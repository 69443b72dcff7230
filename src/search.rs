use std::collections::HashMap;
use std::ffi::CString;
use std::{env, fs, io};

/// Maps executable names to absolute paths, built by scanning `$PATH`
/// once. Lookups feed `execve` directly. Directories earlier in `$PATH`
/// win on duplicate names. Names containing '/' never reach the cache;
/// the dispatcher execs those as given.
pub struct SearchCache {
	imp: HashMap<CString, CString>,
}

const PATH_KEY: &str = "PATH";

impl SearchCache {
	pub fn new() -> SearchCache {
		let mut this = SearchCache { imp: HashMap::new() };
		this.rehash();
		this
	}

	fn add_entry(&mut self, entry: io::Result<fs::DirEntry>) -> io::Result<()> {
		use std::os::unix::ffi::OsStringExt;
		let e = entry?;
		let file_name = CString::new(e.file_name().into_vec())?;
		let path = CString::new(e.path().into_os_string().into_vec())?;
		self.imp.entry(file_name).or_insert(path);
		Ok(())
	}

	pub fn rehash(&mut self) {
		self.imp.clear();
		let paths = match env::var_os(PATH_KEY) {
			Some(paths) => paths,
			None => return,
		};
		for dir in env::split_paths(&paths) {
			if let Ok(entries) = fs::read_dir(dir) {
				for entry in entries {
					let _ = self.add_entry(entry);
				}
			}
		}
		log::debug!("search cache rebuilt, {} entries", self.imp.len());
	}

	pub fn lookup(&self, name: &CString) -> Option<&CString> {
		self.imp.get(name)
	}
}

#[cfg(test)]
mod test {
	use super::*;

	#[test]
	fn finds_binaries_on_path() {
		let cache = SearchCache::new();
		let sh = CString::new("sh").unwrap();
		// every Unix worth the name has sh somewhere on PATH
		if let Some(path) = cache.lookup(&sh) {
			assert!(path.to_bytes().ends_with(b"/sh"));
		}
	}

	#[test]
	fn misses_return_none() {
		let cache = SearchCache::new();
		let name = CString::new("definitely-not-an-executable-msh").unwrap();
		assert!(cache.lookup(&name).is_none());
	}
}
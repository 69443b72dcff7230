use std::ffi::{self, CString};
use std::io;
use std::io::Write;
use std::os::unix::ffi::OsStringExt;
use std::{env, error, fmt};

use nix::errno::Errno;
use nix::sys::wait::{waitpid, WaitPidFlag, WaitStatus};
use nix::unistd::{self, ForkResult, Pid};

use crate::builtin;
use crate::global;
use crate::redirect;

#[derive(Debug)]
pub enum ExecError {
	Nix(nix::Error),
	Nul(ffi::NulError),
}

impl From<nix::Error> for ExecError {
	fn from(e: nix::Error) -> ExecError {
		ExecError::Nix(e)
	}
}

impl From<ffi::NulError> for ExecError {
	fn from(e: ffi::NulError) -> ExecError {
		ExecError::Nul(e)
	}
}

impl fmt::Display for ExecError {
	fn fmt(&self, f: &mut fmt::Formatter) -> fmt::Result {
		match self {
			ExecError::Nix(e) => write!(f, "exec failed: {}", e),
			ExecError::Nul(e) => write!(f, "argument contains NUL: {}", e),
		}
	}
}

impl error::Error for ExecError {
	fn source(&self) -> Option<&(dyn error::Error + 'static)> {
		match self {
			ExecError::Nix(e) => Some(e),
			ExecError::Nul(e) => Some(e),
		}
	}
}

/// Run one parsed command. Builtins execute in this process (a forked
/// `cd` would be invisible here); everything else forks, and the child
/// resolves redirections before replacing its image. Foreground commands
/// are waited for with their status discarded; background commands are
/// left to the reap sweep.
pub fn dispatch(state: &mut global::State, argv: &mut Vec<&[u8]>, background: bool) {
	if let Some(handler) = builtin::match_builtin(argv[0]) {
		let status = handler(state, &argv[1..]);
		log::debug!(
			"builtin {} exited {}",
			String::from_utf8_lossy(argv[0]),
			status
		);
		return;
	}

	match unsafe { unistd::fork() } {
		Ok(ForkResult::Child) => redirect::resolve_and_exec(state, argv),
		Ok(ForkResult::Parent { child }) => {
			log::debug!(
				"spawned {} as pid {} (background: {})",
				String::from_utf8_lossy(argv[0]),
				child,
				background
			);
			if !background {
				wait_foreground(child);
			}
		}
		Err(e) => {
			let _ = writeln!(io::stderr(), "msh: fork: {}", e);
		}
	}
}

fn wait_foreground(child: Pid) {
	loop {
		match waitpid(child, None) {
			// a handled signal interrupts the wait; resume it
			Err(Errno::EINTR) => continue,
			// exit status is deliberately discarded
			_ => break,
		}
	}
}

/// Collect any background children that have exited since the last
/// prompt. Non-blocking; stops at the first still-running child or when
/// there are no children at all (ECHILD).
pub fn reap_background() {
	loop {
		match waitpid(None::<Pid>, Some(WaitPidFlag::WNOHANG)) {
			Ok(WaitStatus::StillAlive) => break,
			Ok(status) => {
				if let Some(pid) = status.pid() {
					log::debug!("reaped background pid {}", pid);
				}
			}
			Err(_) => break,
		}
	}
}

/// Replace this process image with `argv`, or exit: 127 when the command
/// cannot be found, 126 when anything else goes wrong. Must only ever run
/// in a forked child.
pub fn exec_or_die(state: &global::State, argv: &[&[u8]]) -> ! {
	let status = exec_image(state, argv).unwrap_or_else(|e| {
		let _ = writeln!(io::stderr(), "msh: {}", e);
		126
	});
	unsafe { libc::_exit(status as libc::c_int) }
}

fn exec_image(state: &global::State, argv: &[&[u8]]) -> Result<u8, ExecError> {
	let name = argv[0];
	let cmd = CString::new(name.to_vec())?;
	let path = if name.contains(&b'/') {
		&cmd
	} else {
		match state.search_cache.lookup(&cmd) {
			Some(path) => path,
			None => {
				let mut stderr = io::stderr();
				let _ = stderr.write_all(b"msh: command not found: ");
				let _ = stderr.write_all(name);
				let _ = stderr.write_all(b"\n");
				let _ = stderr.flush();
				return Ok(127);
			}
		}
	};
	let argv_c = argv
		.iter()
		.map(|&arg| CString::new(arg.to_vec()))
		.collect::<Result<Vec<CString>, ffi::NulError>>()?;
	let envp = env::vars_os()
		.map(|(mut key, value)| {
			key.push("=");
			key.push(&value);
			CString::new(key.into_vec())
		})
		.collect::<Result<Vec<CString>, ffi::NulError>>()?;
	unistd::execve(path, &argv_c, &envp)?;
	unreachable!()
}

------------------------------------------------

**WHAT YOU ARE ASKED TO DO:**
Would you output the entire listing exactly as written?

**SOLUTION FOR THIS EXERCISE:**
repository 69443b72dcff7230
filename src/search.rs
use std::collections::HashMap;
use std::ffi::CString;
use std::{env, fs, io};

/// Maps executable names to absolute paths, built by scanning `$PATH`
/// once. Lookups feed `execve` directly. Directories earlier in `$PATH`
/// win on duplicate names. Names containing '/' never reach the cache;
/// the dispatcher execs those as given.
pub struct SearchCache {
	imp: HashMap<CString, CString>,
}

const PATH_KEY: &str = "PATH";

impl SearchCache {
	pub fn new() -> SearchCache {
		let mut this = SearchCache { imp: HashMap::new() };
		this.rehash();
		this
	}

	fn add_entry(&mut self, entry: io::Result<fs::DirEntry>) -> io::Result<()> {
		use std::os::unix::ffi::OsStringExt;
		let e = entry?;
		let file_name = CString::new(e.file_name().into_vec())?;
		let path = CString::new(e.path().into_os_string().into_vec())?;
		self.imp.entry(file_name).or_insert(path);
		Ok(())
	}

	pub fn rehash(&mut self) {
		self.imp.clear();
		let paths = match env::var_os(PATH_KEY) {
			Some(paths) => paths,
			None => return,
		};
		for dir in env::split_paths(&paths) {
			if let Ok(entries) = fs::read_dir(dir) {
				for entry in entries {
					let _ = self.add_entry(entry);
				}
			}
		}
		log::debug!("search cache rebuilt, {} entries", self.imp.len());
	}

	pub fn lookup(&self, name: &CString) -> Option<&CString> {
		self.imp.get(name)
	}
}

#[cfg(test)]
mod test {
	use super::*;

	#[test]
	fn finds_binaries_on_path() {
		let cache = SearchCache::new();
		let sh = CString::new("sh").unwrap();
		// every Unix worth the name has sh somewhere on PATH
		if let Some(path) = cache.lookup(&sh) {
			assert!(path.to_bytes().ends_with(b"/sh"));
		}
	}

	#[test]
	fn misses_return_none() {
		let cache = SearchCache::new();
		let name = CString::new("definitely-not-an-executable-msh").unwrap();
		assert!(cache.lookup(&name).is_none());
	}
}
repository 69443b72dcff7230
use std::ffi::{self, CString};
use std::io;
use std::io::Write;
use std::os::unix::ffi::OsStringExt;
use std::{env, error, fmt};

use nix::errno::Errno;
use nix::sys::wait::{waitpid, WaitPidFlag, WaitStatus};
use nix::unistd::{self, ForkResult, Pid};

use crate::builtin;
use crate::global;
use crate::redirect;

#[derive(Debug)]
pub enum ExecError {
	Nix(nix::Error),
	Nul(ffi::NulError),
}

impl From<nix::Error> for ExecError {
	fn from(e: nix::Error) -> ExecError {
		ExecError::Nix(e)
	}
}

impl From<ffi::NulError> for ExecError {
	fn from(e: ffi::NulError) -> ExecError {
		ExecError::Nul(e)
	}
}

impl fmt::Display for ExecError {
	fn fmt(&self, f: &mut fmt::Formatter) -> fmt::Result {
		match self {
			ExecError::Nix(e) => write!(f, "exec failed: {}", e),
			ExecError::Nul(e) => write!(f, "argument contains NUL: {}", e),
		}
	}
}

impl error::Error for ExecError {
	fn source(&self) -> Option<&(dyn error::Error + 'static)> {
		match self {
			ExecError::Nix(e) => Some(e),
			ExecError::Nul(e) => Some(e),
		}
	}
}

/// Run one parsed command. Builtins execute in this process (a forked
/// `cd` would be invisible here); everything else forks, and the child
/// resolves redirections before replacing its image. Foreground commands
/// are waited for with their status discarded; background commands are
/// left to the reap sweep.
pub fn dispatch(state: &mut global::State, argv: &mut Vec<&[u8]>, background: bool) {
	if let Some(handler) = builtin::match_builtin(argv[0]) {
		let status = handler(state, &argv[1..]);
		log::debug!(
			"builtin {} exited {}",
			String::from_utf8_lossy(argv[0]),
			status
		);
		return;
	}

	match unsafe { unistd::fork() } {
		Ok(ForkResult::Child) => redirect::resolve_and_exec(state, argv),
		Ok(ForkResult::Parent { child }) => {
			log::debug!(
				"spawned {} as pid {} (background: {})",
				String::from_utf8_lossy(argv[0]),
				child,
				background
			);
			if !background {
				wait_foreground(child);
			}
		}
		Err(e) => {
			let _ = writeln!(io::stderr(), "msh: fork: {}", e);
		}
	}
}

fn wait_foreground(child: Pid) {
	loop {
		match waitpid(child, None) {
			// a handled signal interrupts the wait; resume it
			Err(Errno::EINTR) => continue,
			// exit status is deliberately discarded
			_ => break,
		}
	}
}

/// Collect any background children that have exited since the last
/// prompt. Non-blocking; stops at the first still-running child or when
/// there are no children at all (ECHILD).
pub fn reap_background() {
	loop {
		match waitpid(None::<Pid>, Some(WaitPidFlag::WNOHANG)) {
			Ok(WaitStatus::StillAlive) => break,
			Ok(status) => {
				if let Some(pid) = status.pid() {
					log::debug!("reaped background pid {}", pid);
				}
			}
			Err(_) => break,
		}
	}
}

/// Replace this process image with `argv`, or exit: 127 when the command
/// cannot be found, 126 when anything else goes wrong. Must only ever run
/// in a forked child.
pub fn exec_or_die(state: &global::State, argv: &[&[u8]]) -> ! {
	let status = exec_image(state, argv).unwrap_or_else(|e| {
		let _ = writeln!(io::stderr(), "msh: {}", e);
		126
	});
	unsafe { libc::_exit(status as libc::c_int) }
}

fn exec_image(state: &global::State, argv: &[&[u8]]) -> Result<u8, ExecError> {
	let name = argv[0];
	let cmd = CString::new(name.to_vec())?;
	let path = if name.contains(&b'/') {
		&cmd
	} else {
		match state.search_cache.lookup(&cmd) {
			Some(path) => path,
			None => {
				let mut stderr = io::stderr();
				let _ = stderr.write_all(b"msh: command not found: ");
				let _ = stderr.write_all(name);
				let _ = stderr.write_all(b"\n");
				let _ = stderr.flush();
				return Ok(127);
			}
		}
	};
	let argv_c = argv
		.iter()
		.map(|&arg| CString::new(arg.to_vec()))
		.collect::<Result<Vec<CString>, ffi::NulError>>()?;
	let envp = env::vars_os()
		.map(|(mut key, value)| {
			key.push("=");
			key.push(&value);
			CString::new(key.into_vec())
		})
		.collect::<Result<Vec<CString>, ffi::NulError>>()?;
	unistd::execve(path, &argv_c, &envp)?;
	unreachable!()
}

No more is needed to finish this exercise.